Gesetz über die Unterbringung besonders rückfallgefährdeter Straftäter (Straftäter-Unterbringungsgesetz - StrUBG) Vom 14. März 2001

§ 1 Voraussetzungen

(1) Gegen einen Strafgefangenen, der in einer Justizvollzugsanstalt des Landes unter den Voraussetzungen von § 66 Abs. 1 Nr. 1 und 2, Abs. 2 bis 4
des Strafgesetzbuches eine zeitige Freiheitsstrafe verbüßt, kann das Gericht die Unterbringung in einer Justizvollzugsanstalt anordnen, wenn auf Grund von Tatsachen, die nach der Verurteilung eingetreten sind, davon auszugehen ist, dass von dem Betroffenen eine erhebliche gegenwärtige Gefahr für das Leben, die körperliche Unversehrtheit, die persönliche Freiheit oder die sexuelle Selbstbestimmung anderer ausgeht, insbesondere weil er im Vollzug der Freiheitsstrafe beharrlich die Mitwirkung an der Erreichung des Vollzugsziels (§ 2
des Strafvollzugsgesetzes) verweigert, namentlich eine rückfallvermeidende Psycho- oder Sozialtherapie ablehnt oder abbricht.
(2) Die Anordnung unterbleibt, wenn und solange gegen den Betroffenen eine Maßregel der Besserung und Sicherung nach §§ 63 oder 66
des Strafgesetzbuches angeordnet ist oder in einem anhängigen Strafverfahren noch angeordnet werden kann.

§ 2 Dauer

(1) Ist zu erwarten, dass die vom Betroffenen ausgehende Gefahr nach einer bestimmten Zeit nicht mehr besteht, wird die Unterbringung befristet angeordnet.
(2) Andernfalls wird sie unbefristet angeordnet.

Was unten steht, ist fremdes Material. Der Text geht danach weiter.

use super::*;
use codec::{Decode, Encode};
use color_eyre::eyre::{eyre, Result};
use rocksdb::{ColumnFamilyDescriptor, IteratorMode, Options};
use std::{
	sync::{Arc, Mutex},
	time::{SystemTime, UNIX_EPOCH},
};

/// Column family for plain gateway entries
pub const STATE_CF: &str = "hyperws_state_cf";
/// Column family for hash fields, keyed by `key::field`
pub const HASHES_CF: &str = "hyperws_hashes_cf";

#[derive(Clone)]
pub struct RocksDB {
	db: Arc<rocksdb::DB>,
	// serializes conditional writes
	write_lock: Arc<Mutex<()>>,
}

/// Stored value, with optional expiry in milliseconds since UNIX epoch
#[derive(Encode, Decode)]
struct Envelope {
	expires_at: Option<u64>,
	json: String,
}

impl Envelope {
	fn new<T: RecordKey>(value: &T::Type, ttl: Option<Duration>) -> Result<Self> {
		let expires_at = ttl
			.map(|ttl| now_millis().map(|now| now.saturating_add(ttl.as_millis() as u64)))
			.transpose()?;
		let json = serde_json::to_string(value)?;
		Ok(Envelope { expires_at, json })
	}

	fn is_live(&self, now: u64) -> bool {
		self.expires_at.map_or(true, |expires_at| expires_at > now)
	}
}

fn now_millis() -> Result<u64> {
	Ok(SystemTime::now().duration_since(UNIX_EPOCH)?.as_millis() as u64)
}

fn hash_field_key(key: &str, field: &str) -> String {
	format!("{key}::{field}")
}

impl RocksDB {
	pub fn open(path: &str) -> Result<RocksDB> {
		let cf_opts = vec![
			ColumnFamilyDescriptor::new(STATE_CF, Options::default()),
			ColumnFamilyDescriptor::new(HASHES_CF, Options::default()),
		];

		let mut db_opts = Options::default();
		db_opts.create_if_missing(true);
		db_opts.create_missing_column_families(true);

		let db = Arc::new(rocksdb::DB::open_cf_descriptors(&db_opts, path, cf_opts)?);
		Ok(RocksDB {
			db,
			write_lock: Arc::new(Mutex::new(())),
		})
	}

	fn write(&self, cf: &str, key: &str, envelope: Envelope) -> Result<()> {
		let cf_handle = self
			.db
			.cf_handle(cf)
			.ok_or_else(|| eyre!("Couldn't get Column Family handle {cf} from RocksDB"))?;
		self.db.put_cf(&cf_handle, key, envelope.encode())?;
		Ok(())
	}

	fn read(&self, cf: &str, key: &str) -> Result<Option<Envelope>> {
		let cf_handle = self
			.db
			.cf_handle(cf)
			.ok_or_else(|| eyre!("Couldn't get Column Family handle {cf} from RocksDB"))?;
		let Some(value) = self.db.get_cf(&cf_handle, key)? else {
			return Ok(None);
		};
		let envelope = Envelope::decode(&mut &value[..])?;
		Ok(Some(envelope).filter(|envelope| envelope.is_live(now_millis().unwrap_or_default())))
	}

	fn read_value<T: RecordKey>(&self, cf: &str, key: &str) -> Result<Option<T::Type>> {
		self.read(cf, key)?
			.map(|Envelope { json, .. }| serde_json::from_str(&json))
			.transpose()
			.map_err(Into::into)
	}
}

impl Database for RocksDB {
	fn put<T: RecordKey>(&self, key: T, value: T::Type) -> Result<()> {
		self.write(STATE_CF, &key.key(), Envelope::new::<T>(&value, None)?)
	}

	fn put_with_ttl<T: RecordKey>(&self, key: T, value: T::Type, ttl: Duration) -> Result<()> {
		self.write(STATE_CF, &key.key(), Envelope::new::<T>(&value, Some(ttl))?)
	}

	fn put_if_absent<T: RecordKey>(&self, key: T, value: T::Type, ttl: Duration) -> Result<bool> {
		let _guard = self
			.write_lock
			.lock()
			.map_err(|_| eyre!("RocksDB write lock is poisoned"))?;
		let key = key.key();
		if self.read(STATE_CF, &key)?.is_some() {
			return Ok(false);
		}
		self.write(STATE_CF, &key, Envelope::new::<T>(&value, Some(ttl))?)?;
		Ok(true)
	}

	fn get<T: RecordKey>(&self, key: T) -> Result<Option<T::Type>> {
		self.read_value::<T>(STATE_CF, &key.key())
	}

	fn delete<T: RecordKey>(&self, key: T) -> Result<()> {
		let cf_handle = self
			.db
			.cf_handle(STATE_CF)
			.ok_or_else(|| eyre!("Couldn't get Column Family handle {STATE_CF} from RocksDB"))?;
		self.db.delete_cf(&cf_handle, key.key())?;
		Ok(())
	}

	fn hash_put<T: RecordKey>(&self, key: T, field: &str, value: T::Type) -> Result<()> {
		let key = hash_field_key(&key.key(), field);
		self.write(HASHES_CF, &key, Envelope::new::<T>(&value, None)?)
	}

	fn hash_get<T: RecordKey>(&self, key: T, field: &str) -> Result<Option<T::Type>> {
		self.read_value::<T>(HASHES_CF, &hash_field_key(&key.key(), field))
	}

	fn prune_expired(&self) -> Result<usize> {
		let cf_handle = self
			.db
			.cf_handle(STATE_CF)
			.ok_or_else(|| eyre!("Couldn't get Column Family handle {STATE_CF} from RocksDB"))?;
		let now = now_millis()?;
		let mut pruned = 0;
		for entry in self.db.iterator_cf(&cf_handle, IteratorMode::Start) {
			let (key, value) = entry?;
			let Ok(envelope) = Envelope::decode(&mut &value[..]) else {
				continue;
			};
			if !envelope.is_live(now) {
				self.db.delete_cf(&cf_handle, key)?;
				pruned += 1;
			}
		}
		Ok(pruned)
	}
}
use tracing::warn;

/// Completes on Ctrl-C, or on SIGTERM on Unix systems.
pub async fn user_signal() {
	#[cfg(unix)]
	{
		use tokio::signal::unix::{signal, SignalKind};

		match signal(SignalKind::terminate()) {
			Ok(mut terminate) => {
				tokio::select! {
					_ = tokio::signal::ctrl_c() => {},
					_ = terminate.recv() => {},
				}
				return;
			},
			Err(error) => warn!(%error, "Cannot listen for SIGTERM"),
		}
	}

	if let Err(error) = tokio::signal::ctrl_c().await {
		warn!(%error, "Cannot listen for Ctrl-C");
		std::future::pending::<()>().await;
	}
}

§ 3 Zuständigkeit und Verfahren

(1) Zuständig für die Entscheidung über Anordnung, Fortdauer, Aussetzung, Widerruf der Aussetzung und Erledigung der Unterbringung nach diesem Gesetz ist die nach § 462 a Abs. 1 Satz 1
der Strafprozessordnung zuständige Strafvollstreckungskammer in der Besetzung gemäß § 78 b
Abs. 1 Nr. 1 des Gerichtsverfassungsgesetzes.
(2) Für das Verfahren gelten die Vorschriften der Strafprozessordnung und des Gerichtsverfassungsgesetzes entsprechend, soweit dieses Gesetz keine abweichende Regelung trifft.
(3) Für das Verfahren auf Anordnung, Fortdauer, Aussetzung, Widerruf der Aussetzung oder Erledigung der Unterbringung ist dem Betroffenen ein Rechtsanwalt als Beistand zu bestellen, wenn er nicht bereits von einem Rechtsanwalt vertreten wird.
(4) Die Entscheidung über Anordnung, Fortdauer, Aussetzung, Widerruf der Aussetzung oder Erledigung der Unterbringung ergeht durch Beschluss. Er ist mit sofortiger Beschwerde anfechtbar.

§ 4 Anordnungsverfahren

(1) Die Unterbringung wird auf schriftlichen Antrag angeordnet. Antragsberechtigt ist die Justizvollzugsanstalt, in die der Betroffene eingewiesen ist. Diese stellt den Antrag auf Unterbringung, wenn sich während des Strafvollzuges Umstände ergeben, die eine Unterbringung rechtfertigen. Im Antrag sind die tatsächlichen Umstände darzustellen, aus denen sich die Notwendigkeit der Unterbringung ergibt. Der Antrag soll unverzüglich gestellt werden, nachdem der Justizvollzugsanstalt die maßgeblichen Umstände bekannt geworden sind, jedoch frühestens zwei Jahre vor dem voraussichtlichen Strafende.
(2) Das Gericht hat alle Umstände zu ermitteln, die für die Entscheidung von Bedeutung sind. Vor der Unterbringung hat das Gericht zur Gefährlichkeit des Betroffenen die Gutachten von zwei Sachverständigen einzuholen. Einer der Sachverständigen darf weder mit der Behandlung des Betroffenen in der Justizvollzugsanstalt befasst noch regelmäßig in einer Justizvollzugsanstalt beschäftigt sein. Der andere Sachverständige kann ein sachverständiger Mitarbeiter der Justizvollzugsanstalt sein, in die der Betroffene eingewiesen ist.
(3) Das Gericht hat in öffentlicher Verhandlung die für die Entscheidung wesentlichen Tatsachen mit den Verfahrensbeteiligten zu erörtern. Die Sachverständigen sind zu hören. Den Beteiligten ist Gelegenheit zu geben, Fragen zu stellen und Erklärungen abzugeben. Die Entscheidung ist in öffentlicher Verhandlung zu verkünden.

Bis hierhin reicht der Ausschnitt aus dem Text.